══ DATASET EXCERPTS ══
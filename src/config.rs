use std::time::Duration;

/// Server configuration, loaded from the environment
#[derive(Debug, Clone)]
pub struct ServerConfig {
    pub port: u16,
    /// How long a room with no connections survives before the sweeper
    /// removes its game state
    pub room_ttl: Duration,
    /// How often the sweeper runs
    pub sweep_interval: Duration,
}

impl Default for ServerConfig {
    fn default() -> Self {
        Self {
            port: 8000,
            room_ttl: Duration::from_secs(300),
            sweep_interval: Duration::from_secs(30),
        }
    }
}

impl ServerConfig {
    /// Load config from environment variables
    pub fn from_env() -> Self {
        let defaults = Self::default();

        let port = std::env::var("PORT")
            .ok()
            .and_then(|v| v.parse().ok())
            .unwrap_or(defaults.port);

        let room_ttl = std::env::var("ROOM_TTL_SECS")
            .ok()
            .and_then(|v| v.parse().ok())
            .map(Duration::from_secs)
            .unwrap_or(defaults.room_ttl);

        let sweep_interval = std::env::var("ROOM_SWEEP_SECS")
            .ok()
            .and_then(|v| v.parse().ok())
            .map(Duration::from_secs)
            .unwrap_or(defaults.sweep_interval);

        Self {
            port,
            room_ttl,
            sweep_interval,
        }
    }
}

#[cfg(test)]
mod tests {
    use super::*;
    use serial_test::serial;

    fn clear_env() {
        std::env::remove_var("PORT");
        std::env::remove_var("ROOM_TTL_SECS");
        std::env::remove_var("ROOM_SWEEP_SECS");
    }

    #[test]
    #[serial]
    fn test_defaults_without_env() {
        clear_env();
        let config = ServerConfig::from_env();
        assert_eq!(config.port, 8000);
        assert_eq!(config.room_ttl, Duration::from_secs(300));
        assert_eq!(config.sweep_interval, Duration::from_secs(30));
    }

    #[test]
    #[serial]
    fn test_env_overrides() {
        clear_env();
        std::env::set_var("PORT", "9090");
        std::env::set_var("ROOM_TTL_SECS", "60");
        std::env::set_var("ROOM_SWEEP_SECS", "5");

        let config = ServerConfig::from_env();
        assert_eq!(config.port, 9090);
        assert_eq!(config.room_ttl, Duration::from_secs(60));
        assert_eq!(config.sweep_interval, Duration::from_secs(5));
        clear_env();
    }

    #[test]
    #[serial]
    fn test_garbage_env_falls_back_to_defaults() {
        clear_env();
        std::env::set_var("PORT", "not-a-port");
        let config = ServerConfig::from_env();
        assert_eq!(config.port, 8000);
        clear_env();
    }
}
═══
** WHAT YOU SHOULD DO **
Would you return every line of the data above exactly?

** WRITTEN REPLY **
filename src/config.rs
use std::time::Duration;

/// Server configuration, loaded from the environment
#[derive(Debug, Clone)]
pub struct ServerConfig {
    pub port: u16,
    /// How long a room with no connections survives before the sweeper
    /// removes its game state
    pub room_ttl: Duration,
    /// How often the sweeper runs
    pub sweep_interval: Duration,
}

impl Default for ServerConfig {
    fn default() -> Self {
        Self {
            port: 8000,
            room_ttl: Duration::from_secs(300),
            sweep_interval: Duration::from_secs(30),
        }
    }
}

impl ServerConfig {
    /// Load config from environment variables
    pub fn from_env() -> Self {
        let defaults = Self::default();

        let port = std::env::var("PORT")
            .ok()
            .and_then(|v| v.parse().ok())
            .unwrap_or(defaults.port);

        let room_ttl = std::env::var("ROOM_TTL_SECS")
            .ok()
            .and_then(|v| v.parse().ok())
            .map(Duration::from_secs)
            .unwrap_or(defaults.room_ttl);

        let sweep_interval = std::env::var("ROOM_SWEEP_SECS")
            .ok()
            .and_then(|v| v.parse().ok())
            .map(Duration::from_secs)
            .unwrap_or(defaults.sweep_interval);

        Self {
            port,
            room_ttl,
            sweep_interval,
        }
    }
}

#[cfg(test)]
mod tests {
    use super::*;
    use serial_test::serial;

    fn clear_env() {
        std::env::remove_var("PORT");
        std::env::remove_var("ROOM_TTL_SECS");
        std::env::remove_var("ROOM_SWEEP_SECS");
    }

    #[test]
    #[serial]
    fn test_defaults_without_env() {
        clear_env();
        let config = ServerConfig::from_env();
        assert_eq!(config.port, 8000);
        assert_eq!(config.room_ttl, Duration::from_secs(300));
        assert_eq!(config.sweep_interval, Duration::from_secs(30));
    }

    #[test]
    #[serial]
    fn test_env_overrides() {
        clear_env();
        std::env::set_var("PORT", "9090");
        std::env::set_var("ROOM_TTL_SECS", "60");
        std::env::set_var("ROOM_SWEEP_SECS", "5");

        let config = ServerConfig::from_env();
        assert_eq!(config.port, 9090);
        assert_eq!(config.room_ttl, Duration::from_secs(60));
        assert_eq!(config.sweep_interval, Duration::from_secs(5));
        clear_env();
    }

    #[test]
    #[serial]
    fn test_garbage_env_falls_back_to_defaults() {
        clear_env();
        std::env::set_var("PORT", "not-a-port");
        let config = ServerConfig::from_env();
        assert_eq!(config.port, 8000);
        clear_env();
    }
}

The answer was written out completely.